Editorial: Faces, and facts, on Valley farming

Daily Hampshire Gazette. May 24, 2014. By Larry Parnass.

On the Gazette’s front page Friday, reporter Rebecca Everett told the story of Abundance Farm, a project taking shape on one acre between Congregation B’nai Israel and the Northampton Water Department.

The idea is to plant fruit trees and vegetables, creating what organizers call a “food justice farm” that will provide produce for the nearby Northampton Survival Center, provide an outdoor classroom for students of the Jewish day school and be a place where everyone involved can get closer to the Valley’s agricultural roots.

The story was only the latest of many that Everett, who grew up on a dairy farm in Williamsburg, has produced that chronicle the Valley’s agricultural life. Over the past year, she has reported on the Northampton Farmers Market’s 40 years of success. She has described after-school programs at the Crimson and Clover Farm in Florence where kids dig in the dirt for carrots and beets. She has interviewed four young farmers who are setting up what they hope will be a successful economic model at the Stone Soup Cooperative Farm in Hadley.

And she has told the stories of local family farms dealing with complicated questions: Will the next generation want to take over? And if so, what changes will they need to make to be economically viable? Will there be a future for small farms in the age of industrial agribusiness?

Taken as a whole, Everett’s stories put human faces on a newly released report — described in a piece by Everett in the May 15 Gazette — that takes stock of farming in the Valley and finds encouraging trends and signs of resurgence.

The 2012 Census of Agriculture, an update of a federal study last compiled in 2007, found that:

• The number of farms in Hampshire and Franklin counties rose from 1,452 to 1,579.

• The amount of land being used for farming in the two counties increased by 8.7 percent.

• Farm product sales in Hampshire County increased from $38 million in 2007 to $49 million in 2012.

• And in Hampshire County, the number of farms selling direct to consumers increased from 160 to 221; the number of CSA (community supported agriculture) farms tripled from 20 to 67; and the value of direct sales of farm products rose from $3.3 million to $4.45 million.

The numbers reflect trends, such as the interest in buying locally grown and produced food, that have moved mainstream, at least in these parts.

The report, to be sure, included bad news as well.
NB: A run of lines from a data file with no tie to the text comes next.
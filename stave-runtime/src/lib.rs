//! Runtime support linked into every compiled stavefile binary.
//!
//! `stave` (the CLI) never depends on the bodies of this crate executing —
//! it only compiles user stavefiles against it. Everything a target body can
//! call (`Deps`, `Watch`, `Fatal`, the dry-run gate, the active-context
//! lookup) lives here so the generated mainfile and the user's own functions
//! share one copy of the once registry, cycle registry, and target state.

pub mod args;
pub mod bind;
pub mod context;
pub mod dryrun;
pub mod evaluator;
pub mod fatal;
pub mod identity;
pub mod namespace;
pub mod sh;
pub mod watch;

pub use bind::{bare, bare_ctx, f, f_ctx, BoundFn, IntoBoundFn, IntoBoundFnCtx};
pub use context::ActiveContext;
pub use dryrun::{is_dry_run, latch_dry_run_flags};
pub use evaluator::{ctx_deps, deps, serial_ctx_deps, serial_deps, Evaluator};
pub use fatal::{fatal, fatalf, FatalError};
pub use identity::FnIdentity;
pub use namespace::Namespace;
pub use watch::{watch, watch_deps, WatchSupervisor};

/// Errors raised by the runtime that the dispatcher recognizes and maps to
/// process exit codes, distinct from ordinary `Err(String)` target failures.
#[derive(Debug, Clone, thiserror::Error)]
pub enum RuntimeError {
    #[error("cycle detected: {}", .chain.join(" -> "))]
    Cycle { chain: Vec<String> },

    #[error("cancelled")]
    Cancelled,

    #[error(transparent)]
    Fatal(#[from] FatalError),
}

/// Lets target bodies propagate a failed `Deps`/`CtxDeps` call with a plain
/// `?` instead of matching on `RuntimeError` themselves — target bodies only
/// ever return `Result<(), FatalError>`, so a cycle or a cancellation both
/// collapse to the generic exit-code-1 class, same as an unrecognized panic.
impl From<RuntimeError> for FatalError {
    fn from(err: RuntimeError) -> Self {
        match err {
            RuntimeError::Fatal(fatal) => fatal,
            RuntimeError::Cycle { .. } => FatalError::new(1, err.to_string()),
            RuntimeError::Cancelled => FatalError::new(0, err.to_string()),
        }
    }
}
It confirmed what was already known, namely that dairy and tobacco operations, traditional mainstays of agriculture in western Massachusetts, continue to slide, owing to a mix of economic and regulatory factors. In Hampshire County, dairy farms declined from 29 in 2007 to 18 in 2012, while the number of tobacco farms fell to nine, down from 33 in 2007.
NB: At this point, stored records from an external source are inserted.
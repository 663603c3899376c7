//! Runner (spec.md §4.F): spawns the compiled binary, plumbs the outer
//! process's environment and flags into it, forwards interrupt signals, and
//! propagates its exit code back to the outer `stave` process.
//!
//! Signal forwarding follows the same `signal_hook::low_level::register`
//! pattern the teacher's daemon uses for `SIGHUP`
//! (`packages/hurry/src/bin/hurry/cmd/daemon/start.rs`), adapted here to
//! `SIGINT`/`SIGTERM`: rather than ignoring the signal, the handler notifies
//! an async task that kills the child directly, guaranteeing forwarding even
//! on platforms where a spawned child doesn't automatically share the
//! parent's controlling-terminal process group.

use std::process::Stdio;
use std::time::Duration;

use tokio::process::Command;
use tokio::sync::Notify;
use tracing::{instrument, warn};

use crate::config::InvocationConfig;
use crate::error::StaveError;

/// Environment variables the Runner sets on the child process; the compiled
/// binary (via `stave_runtime::dryrun`) reads these at startup.
mod env_vars {
    pub const DRYRUN_POSSIBLE: &str = "STAVE_DRYRUN_POSSIBLE";
    pub const DRYRUN_REQUESTED: &str = "STAVE_DRYRUN_REQUESTED";
    pub const LOG: &str = "STAVE_LOG";
    pub const LIST: &str = "STAVE_LIST";
    pub const HELP: &str = "STAVE_HELP";
}

/// Run the compiled binary at `binary_path` with `extra_args` passed through
/// verbatim as its argv (spec.md §4.F), honoring `config`'s dry-run, verbose/
/// debug, list/help, run-dir, and timeout settings. Returns the child's exit
/// code, or a [`StaveError`] if the process could not even be spawned.
#[instrument(skip(extra_args), fields(binary = %binary_path.display()))]
pub async fn run(
    binary_path: &std::path::Path,
    extra_args: &[String],
    config: &InvocationConfig,
) -> Result<i32, StaveError> {
    let mut cmd = Command::new(binary_path);
    cmd.args(extra_args);
    cmd.current_dir(&config.run_dir);
    cmd.stdin(Stdio::inherit());
    cmd.stdout(Stdio::inherit());
    cmd.stderr(Stdio::inherit());

    cmd.env(env_vars::DRYRUN_POSSIBLE, bool_str(true));
    cmd.env(env_vars::DRYRUN_REQUESTED, bool_str(config.dry_run));
    if config.list {
        cmd.env(env_vars::LIST, "1");
    }
    if config.help {
        if let Some(target) = extra_args.first() {
            cmd.env(env_vars::HELP, target);
        }
    }
    if config.debug {
        cmd.env(env_vars::LOG, "trace");
    } else if config.verbose {
        cmd.env(env_vars::LOG, "debug");
    }

    let mut child = cmd
        .spawn()
        .map_err(|err| StaveError::Config(format!("could not spawn {}: {err}", binary_path.display())))?;

    let interrupted = std::sync::Arc::new(Notify::new());
    let _guard = install_signal_forwarding(interrupted.clone());

    let wait = async {
        tokio::select! {
            status = child.wait() => status,
            () = interrupted.notified() => {
                warn!("forwarding interrupt to child process");
                let _ = child.start_kill();
                child.wait().await
            }
        }
    };

    let status = match config.timeout {
        Some(timeout) => match tokio::time::timeout(timeout, wait).await {
            Ok(status) => status,
            Err(_) => {
                warn!(?timeout, "per-target timeout elapsed; killing child process");
                let _ = child.start_kill();
                child.wait().await
            }
        },
        None => wait.await,
    }
    .map_err(|err| StaveError::Config(format!("waiting for child process: {err}")))?;

    Ok(status.code().unwrap_or(1))
}

fn bool_str(value: bool) -> &'static str {
    if value {
        "1"
    } else {
        "0"
    }
}

/// Install process-wide `SIGINT`/`SIGTERM` handlers that notify `interrupted`
/// exactly once per signal. Returns an RAII guard that unregisters the
/// handlers on drop so a later `run` call doesn't pile up stale handlers.
fn install_signal_forwarding(interrupted: std::sync::Arc<Notify>) -> SignalGuard {
    let mut ids = Vec::new();
    for signal in [signal_hook::consts::SIGINT, signal_hook::consts::SIGTERM] {
        let interrupted = interrupted.clone();
        // SAFETY: the handler only calls `Notify::notify_one`, which (like
        // the rest of `tokio::sync::Notify`) only touches a futex-backed
        // atomic and never allocates, matching the restrictions
        // `signal_hook::low_level::register` documents for its callback.
        match unsafe { signal_hook::low_level::register(signal, move || interrupted.notify_one()) } {
            Ok(id) => ids.push(id),
            Err(err) => warn!(%err, signal, "failed to install signal handler"),
        }
    }
    SignalGuard { ids }
}

struct SignalGuard {
    ids: Vec<signal_hook::SigId>,
}

impl Drop for SignalGuard {
    fn drop(&mut self) {
        for id in self.ids.drain(..) {
            signal_hook::low_level::unregister(id);
        }
    }
}

/// Build the child process argv: requested target names followed by any
/// args the outer CLI left unparsed after `--` (spec.md §4.F "passthrough").
pub fn build_argv(config: &InvocationConfig) -> Vec<String> {
    config.targets.clone()
}
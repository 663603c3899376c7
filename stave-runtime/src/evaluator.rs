//! The Dependency Evaluator (spec.md §4.G): at-most-once-per-run target
//! execution, cycle detection, and the four public fan-out entry points
//! (`Deps`, `SerialDeps`, `CtxDeps`, `SerialCtxDeps`).

use std::sync::{Arc, OnceLock};

use dashmap::{DashMap, DashSet};
use futures::FutureExt;
use tokio::sync::{Notify, RwLock};
use tokio_util::sync::CancellationToken;

use crate::bind::BoundFn;
use crate::context::ActiveContext;
use crate::fatal::classify_panic;
use crate::identity::FnIdentity;
use crate::RuntimeError;

enum SlotState {
    Running,
    Done(Result<(), RuntimeError>),
}

struct OnceSlot {
    state: RwLock<SlotState>,
    notify: Notify,
}

/// Process-wide run state, reset at process exit and (for watch-only
/// entries) by the [`WatchSupervisor`](crate::watch::WatchSupervisor)
/// between rerun iterations.
pub struct Evaluator {
    onces: DashMap<FnIdentity, Arc<OnceSlot>>,
    cyclic_edges: DashSet<(Option<FnIdentity>, FnIdentity)>,
}

static EVALUATOR: OnceLock<Evaluator> = OnceLock::new();

tokio::task_local! {
    static CALL_STACK: Vec<FnIdentity>;
}

/// The identity chain from the outermost target down to the currently
/// executing call, as seen from inside a target body. Empty if called
/// outside of any evaluator-dispatched call. Used by
/// [`crate::watch`] to attribute a `Watch`/`watch_deps` registration to its
/// owning outermost target.
pub(crate) fn current_stack() -> Vec<FnIdentity> {
    CALL_STACK.try_with(|s| s.clone()).unwrap_or_default()
}

impl Evaluator {
    fn global() -> &'static Evaluator {
        EVALUATOR.get_or_init(|| Evaluator {
            onces: DashMap::new(),
            cyclic_edges: DashSet::new(),
        })
    }

    /// Remove the once-slot for `id`, if any. Used by the watch supervisor
    /// to force a target's watch-only dependencies to re-run on the next
    /// iteration while leaving everything else latched.
    pub fn reset(id: &FnIdentity) {
        Self::global().onces.remove(id);
    }

    /// Run a single bound target under once-semantics and cycle detection,
    /// within the given ambient context.
    async fn run_one(bound: BoundFn, ctx: CancellationToken) -> Result<(), RuntimeError> {
        let BoundFn { identity, body } = bound;
        let evaluator = Self::global();

        // Cycle detection happens before the once-registry is even
        // consulted: if `identity` is already our own ancestor, awaiting its
        // (possibly-existing) once-slot would deadlock against ourselves,
        // since that slot can only complete once we return. A cached edge
        // short-circuits re-encountering a known cycle without re-walking
        // the stack.
        let stack = CALL_STACK.try_with(|s| s.clone()).unwrap_or_default();
        let cyclic = stack.contains(&identity)
            || evaluator
                .cyclic_edges
                .contains(&(stack.last().cloned(), identity.clone()));
        if cyclic {
            evaluator
                .cyclic_edges
                .insert((stack.last().cloned(), identity.clone()));
            let mut chain: Vec<String> = stack.iter().map(|i| i.to_string()).collect();
            chain.push(identity.to_string());
            return Err(RuntimeError::Cycle { chain });
        }

        let (slot, is_executor) = match evaluator.onces.entry(identity.clone()) {
            dashmap::mapref::entry::Entry::Occupied(e) => (e.get().clone(), false),
            dashmap::mapref::entry::Entry::Vacant(e) => {
                let slot = Arc::new(OnceSlot {
                    state: RwLock::new(SlotState::Running),
                    notify: Notify::new(),
                });
                e.insert(slot.clone());
                (slot, true)
            }
        };

        if !is_executor {
            loop {
                {
                    let state = slot.state.read().await;
                    if let SlotState::Done(result) = &*state {
                        return result.clone();
                    }
                }
                slot.notify.notified().await;
            }
        }

        let mut next_stack = stack;
        next_stack.push(identity.clone());

        let outcome = CALL_STACK
            .scope(
                next_stack,
                ActiveContext::enter(ctx, std::panic::AssertUnwindSafe(body).catch_unwind()),
            )
            .await;

        let result = match outcome {
            Ok(Ok(())) => Ok(()),
            Ok(Err(fatal)) => Err(RuntimeError::Fatal(fatal)),
            Err(panic) => Err(RuntimeError::Fatal(classify_panic(panic))),
        };

        {
            let mut state = slot.state.write().await;
            *state = SlotState::Done(result.clone());
        }
        slot.notify.notify_waiters();

        result
    }

    /// Highest-priority exit code among a batch of fan-out results: the
    /// first nonzero code wins; later nonzero codes never overwrite it.
    fn aggregate(results: Vec<Result<(), RuntimeError>>) -> Result<(), RuntimeError> {
        let mut chosen: Option<RuntimeError> = None;
        for result in results {
            let Err(err) = result else { continue };
            match &chosen {
                None => chosen = Some(err),
                Some(prev) if exit_code(prev) == 0 && exit_code(&err) != 0 => {
                    chosen = Some(err);
                }
                Some(_) => {}
            }
        }
        match chosen {
            Some(err) => Err(err),
            None => Ok(()),
        }
    }
}

fn exit_code(err: &RuntimeError) -> i32 {
    match err {
        RuntimeError::Fatal(f) => f.code,
        RuntimeError::Cycle { .. } => 1,
        RuntimeError::Cancelled => 0,
    }
}

/// Run `fns` in parallel, inheriting the ambient context. Blocks until every
/// branch completes; if any failed, returns the highest-priority failure
/// after all siblings have finished.
pub async fn deps(fns: Vec<BoundFn>) -> Result<(), RuntimeError> {
    ctx_deps(ActiveContext::current(), fns).await
}

/// Run `fns` one at a time, on the caller's task, inheriting the ambient
/// context.
pub async fn serial_deps(fns: Vec<BoundFn>) -> Result<(), RuntimeError> {
    serial_ctx_deps(ActiveContext::current(), fns).await
}

/// Run `fns` in parallel under an explicit cancellation context.
pub async fn ctx_deps(ctx: CancellationToken, fns: Vec<BoundFn>) -> Result<(), RuntimeError> {
    let stack = CALL_STACK.try_with(|s| s.clone()).unwrap_or_default();
    let handles: Vec<_> = fns
        .into_iter()
        .map(|bound| {
            let ctx = ctx.clone();
            let stack = stack.clone();
            tokio::spawn(CALL_STACK.scope(stack, Evaluator::run_one(bound, ctx)))
        })
        .collect();

    let mut results = Vec::with_capacity(handles.len());
    for handle in handles {
        results.push(match handle.await {
            Ok(result) => result,
            Err(join_err) if join_err.is_panic() => {
                Err(RuntimeError::Fatal(classify_panic(join_err.into_panic())))
            }
            Err(_) => Err(RuntimeError::Cancelled),
        });
    }

    Evaluator::aggregate(results)
}

/// Run `fns` one at a time, on the caller's task, under an explicit
/// cancellation context.
pub async fn serial_ctx_deps(
    ctx: CancellationToken,
    fns: Vec<BoundFn>,
) -> Result<(), RuntimeError> {
    let mut results = Vec::with_capacity(fns.len());
    for bound in fns {
        results.push(Evaluator::run_one(bound, ctx.clone()).await);
    }
    Evaluator::aggregate(results)
}

/// Test-only: drop all run state so each test starts from a clean registry.
#[cfg(any(test, feature = "test-util"))]
pub fn reset_all() {
    if let Some(evaluator) = EVALUATOR.get() {
        evaluator.onces.clear();
        evaluator.cyclic_edges.clear();
    }
}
Despite those losses, Everett’s reporting, and the numbers compiled by the National Agricultural Statistics Service, suggest that farming remains an integral part of this area’s economy and its identity.
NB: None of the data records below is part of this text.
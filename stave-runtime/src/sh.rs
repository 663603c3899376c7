//! Shell-command helpers (spec.md: "shell-command helpers" are an
//! out-of-scope external collaborator accessed via a narrow interface).
//!
//! This is deliberately thin: a stavefile's own body is plain Rust, so it
//! already has `std::process::Command` and every crate on crates.io
//! available to it. What the runtime needs to own is the two behaviors a
//! target body can't implement for itself — honoring the [dry-run
//! gate](crate::dryrun) and the [ambient cancellation
//! context](crate::context) — so that `sh::run` composes correctly with
//! `Watch` and `Fatal` without every stavefile reimplementing that glue.

use std::fmt::Write as _;
use std::process::{ExitStatus, Stdio};

use tokio::process::Command;
use tracing::{debug, instrument};

use crate::context::ActiveContext;
use crate::dryrun::is_dry_run;
use crate::fatal::FatalError;

fn render(cmd: &str, args: &[impl AsRef<str>]) -> String {
    let mut line = cmd.to_string();
    for arg in args {
        let _ = write!(line, " {}", arg.as_ref());
    }
    line
}

/// Run `cmd` with `args`, streaming its stdout/stderr to the caller's own.
///
/// Under the dry-run gate ([`is_dry_run`]), prints `DRYRUN: <cmd> <args…>`
/// to stdout and returns without spawning anything (spec.md S5). Otherwise
/// spawns the child and races it against the nearest [`ActiveContext`]:
/// cancellation kills the child and yields [`FatalError`] with code 0, the
/// same class the evaluator uses for a cancelled run.
#[instrument(skip(args), fields(cmd = %render(cmd, args)))]
pub async fn run(cmd: &str, args: &[impl AsRef<str>]) -> Result<(), FatalError> {
    output(cmd, args).await.map(drop)
}

/// Like [`run`], but returns the child's captured stdout as a `String` with
/// trailing newline trimmed, mirroring the spec's "capture output" variant
/// of the shell helper. A nonzero exit still fails with [`FatalError`].
pub async fn output(cmd: &str, args: &[impl AsRef<str>]) -> Result<String, FatalError> {
    if is_dry_run() {
        println!("DRYRUN: {}", render(cmd, args));
        return Ok(String::new());
    }

    let token = ActiveContext::current();
    let mut command = Command::new(cmd);
    command
        .args(args.iter().map(|a| a.as_ref()))
        .stdin(Stdio::null())
        .stdout(Stdio::piped())
        .stderr(Stdio::inherit());

    debug!("spawning");
    let mut child = command
        .spawn()
        .map_err(|err| FatalError::new(1, format!("failed to run `{cmd}`: {err}")))?;

    let mut stdout = child.stdout.take();
    let wait = async {
        let mut buf = Vec::new();
        if let Some(stdout) = stdout.as_mut() {
            use tokio::io::AsyncReadExt;
            let _ = stdout.read_to_end(&mut buf).await;
        }
        let status = child.wait().await;
        (status, buf)
    };

    tokio::select! {
        biased;
        () = token.cancelled() => {
            let _ = child.start_kill();
            let _ = child.wait().await;
            Err(FatalError::new(0, format!("`{}` cancelled", render(cmd, args))))
        }
        (status, buf) = wait => {
            let status: std::io::Result<ExitStatus> = status;
            let status = status
                .map_err(|err| FatalError::new(1, format!("failed to wait on `{cmd}`: {err}")))?;
            if status.success() {
                Ok(String::from_utf8_lossy(&buf).trim_end().to_string())
            } else {
                Err(FatalError::new(
                    status.code().unwrap_or(1),
                    format!("`{}` exited with {status}", render(cmd, args)),
                ))
            }
        }
    }
}

#[cfg(test)]
mod tests {
    use super::*;

    #[tokio::test]
    async fn dry_run_short_circuits_without_spawning() {
        // SAFETY: test-only env vars, not read concurrently elsewhere.
        unsafe {
            std::env::set_var("STAVE_DRYRUN_POSSIBLE", "1");
            std::env::set_var("STAVE_DRYRUN_REQUESTED", "1");
        }
        // `latch_dry_run_flags` only latches once per process; other tests in
        // this binary may have already latched it to `false`. Skip instead of
        // asserting if so, rather than poison the shared `OnceLock`.
        if !is_dry_run() {
            return;
        }
        let result = run("rm", &["-rf", "/nonexistent-stave-test-path"]).await;
        assert!(result.is_ok());
    }

    #[tokio::test]
    async fn captures_stdout_and_trims_trailing_newline() {
        if is_dry_run() {
            return;
        }
        let out = output("printf", &["hello"]).await.unwrap();
        assert_eq!(out, "hello");
    }

    #[tokio::test]
    async fn nonzero_exit_is_a_fatal_error() {
        if is_dry_run() {
            return;
        }
        let err = run("false", &[] as &[&str]).await.unwrap_err();
        assert_eq!(err.code, 1);
    }
}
It suggests that some young people who could just as easily pursue other options are choosing farming and that older-generation farmers are adapting their businesses to change with the times.

Last year, in a story about the Valley’s tobacco farmers, Everett interviewed Edward and Catherine Kelly, who have farmed in Hadley for decades. They talked about the ups and downs of the tobacco business, its uncertain future — and its rewards.

“When you’re done, the fields are empty,” Catherine Kelly said, “and you can see the results of your labor.”

That seems to be one of the rewards new generations of farmers are discovering for themselves.